- EXERCISE DETAILS
Go through the data and report each line that holds the string "bool".

- Stored records

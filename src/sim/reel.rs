//! Reel speed
//!
//! Hooked loot swims at a jittery speed of its own. While the angler reels,
//! the float moves at whatever the line's attract speed beats the loot by;
//! otherwise the loot sets the pace. The applied speed eases toward the
//! target instead of jumping.

use serde::{Deserialize, Serialize};

use super::loot::LootTier;
use super::rng::RandomSource;
use crate::consts::{
    LOOT_BASE_SPEED, LOOT_SPEED_BY_TIER, MIN_REEL_SPEED, REEL_FACTOR_BY_TIER, REEL_SMOOTHING,
};
use crate::lerp;

const JITTER_MIN: f32 = 1.0;
const JITTER_MAX: f32 = 3.0;
const JITTER_PERIOD_MIN: f32 = 2.0;
const JITTER_PERIOD_MAX: f32 = 4.0;

#[derive(Debug, Clone, PartialEq, Serialize, Deserialize)]
pub struct ReelSpeed {
    jitter: f32,
    jitter_timer: f32,
    /// Speed applied to the float this tick
    pub final_speed: f32,
}

impl Default for ReelSpeed {
    fn default() -> Self {
        Self {
            jitter: JITTER_MIN,
            jitter_timer: JITTER_PERIOD_MIN,
            final_speed: 0.0,
        }
    }
}

impl ReelSpeed {
    pub fn new() -> Self {
        Self::default()
    }

    pub fn reset(&mut self) {
        *self = Self::default();
    }

    pub fn jitter(&self) -> f32 {
        self.jitter
    }

    /// Unjittered swim speed of loot
    pub fn base_loot_speed(weight: f32, tier: LootTier) -> f32 {
        LOOT_BASE_SPEED + weight * 0.1 * LOOT_SPEED_BY_TIER[tier.index()]
    }

    /// Swim speed of the loot this tick; resamples the jitter when due
    pub fn loot_speed<R: RandomSource>(
        &mut self,
        weight: f32,
        tier: LootTier,
        dt: f32,
        rng: &mut R,
    ) -> f32 {
        self.jitter_timer -= dt;
        if self.jitter_timer < 0.0 {
            self.jitter = rng.range_f32(JITTER_MIN, JITTER_MAX);
            self.jitter_timer = rng.range_f32(JITTER_PERIOD_MIN, JITTER_PERIOD_MAX);
        }
        Self::base_loot_speed(weight, tier) * self.jitter
    }

    /// Speed the float should be heading toward
    pub fn target_speed(attracting: bool, attract_speed: f32, loot_speed: f32, tier: LootTier) -> f32 {
        if attracting {
            ((attract_speed - loot_speed) * REEL_FACTOR_BY_TIER[tier.index()]).max(MIN_REEL_SPEED)
        } else {
            loot_speed
        }
    }

    /// Advance one tick and return the smoothed speed
    pub fn step<R: RandomSource>(
        &mut self,
        attracting: bool,
        attract_speed: f32,
        weight: f32,
        tier: LootTier,
        dt: f32,
        rng: &mut R,
    ) -> f32 {
        let loot_speed = self.loot_speed(weight, tier, dt, rng);
        let target = Self::target_speed(attracting, attract_speed, loot_speed, tier);
        self.final_speed = lerp(self.final_speed, target, REEL_SMOOTHING * dt);
        self.final_speed
    }
}

#[cfg(test)]
mod tests {
    use super::*;
    use crate::sim::rng::RngSeed;

    #[test]
    fn test_base_loot_speed() {
        assert!((ReelSpeed::base_loot_speed(10.0, LootTier::Common) - 2.2).abs() < 1e-5);
        assert!((ReelSpeed::base_loot_speed(10.0, LootTier::Legendary) - 4.2).abs() < 1e-5);
    }

    #[test]
    fn test_target_speed_floor_and_tiers() {
        // loot outpaces the reel: floor applies
        assert_eq!(ReelSpeed::target_speed(true, 3.0, 10.0, LootTier::Rare), 2.0);
        let t = ReelSpeed::target_speed(true, 20.0, 10.0, LootTier::Legendary);
        assert!((t - 5.0).abs() < 1e-5);
        assert_eq!(ReelSpeed::target_speed(false, 20.0, 7.5, LootTier::Epic), 7.5);
    }

    #[test]
    fn test_jitter_holds_until_timer_expires() {
        let mut rng = RngSeed::new(11).to_rng();
        let mut reel = ReelSpeed::new();

        // first two seconds keep the initial jitter of 1.0
        for _ in 0..19 {
            let speed = reel.loot_speed(0.0, LootTier::Common, 0.1, &mut rng);
            assert!((speed - LOOT_BASE_SPEED).abs() < 1e-5);
        }
        for _ in 0..5 {
            reel.loot_speed(0.0, LootTier::Common, 0.1, &mut rng);
        }
        assert!((JITTER_MIN..JITTER_MAX).contains(&reel.jitter()));
    }

    #[test]
    fn test_final_speed_eases_toward_target() {
        let mut rng = RngSeed::new(2).to_rng();
        let mut reel = ReelSpeed::new();
        let first = reel.step(true, 40.0, 1.0, LootTier::Common, 0.1, &mut rng);
        assert!(first > 0.0);
        let mut last = first;
        for _ in 0..10 {
            last = reel.step(true, 40.0, 1.0, LootTier::Common, 0.1, &mut rng);
        }
        assert!(last > first);

        reel.reset();
        assert_eq!(reel.final_speed, 0.0);
    }
}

- OUTPUT
    pub fn target_speed(attracting: bool, attract_speed: f32, loot_speed: f32, tier: LootTier) -> f32 {
        attracting: bool,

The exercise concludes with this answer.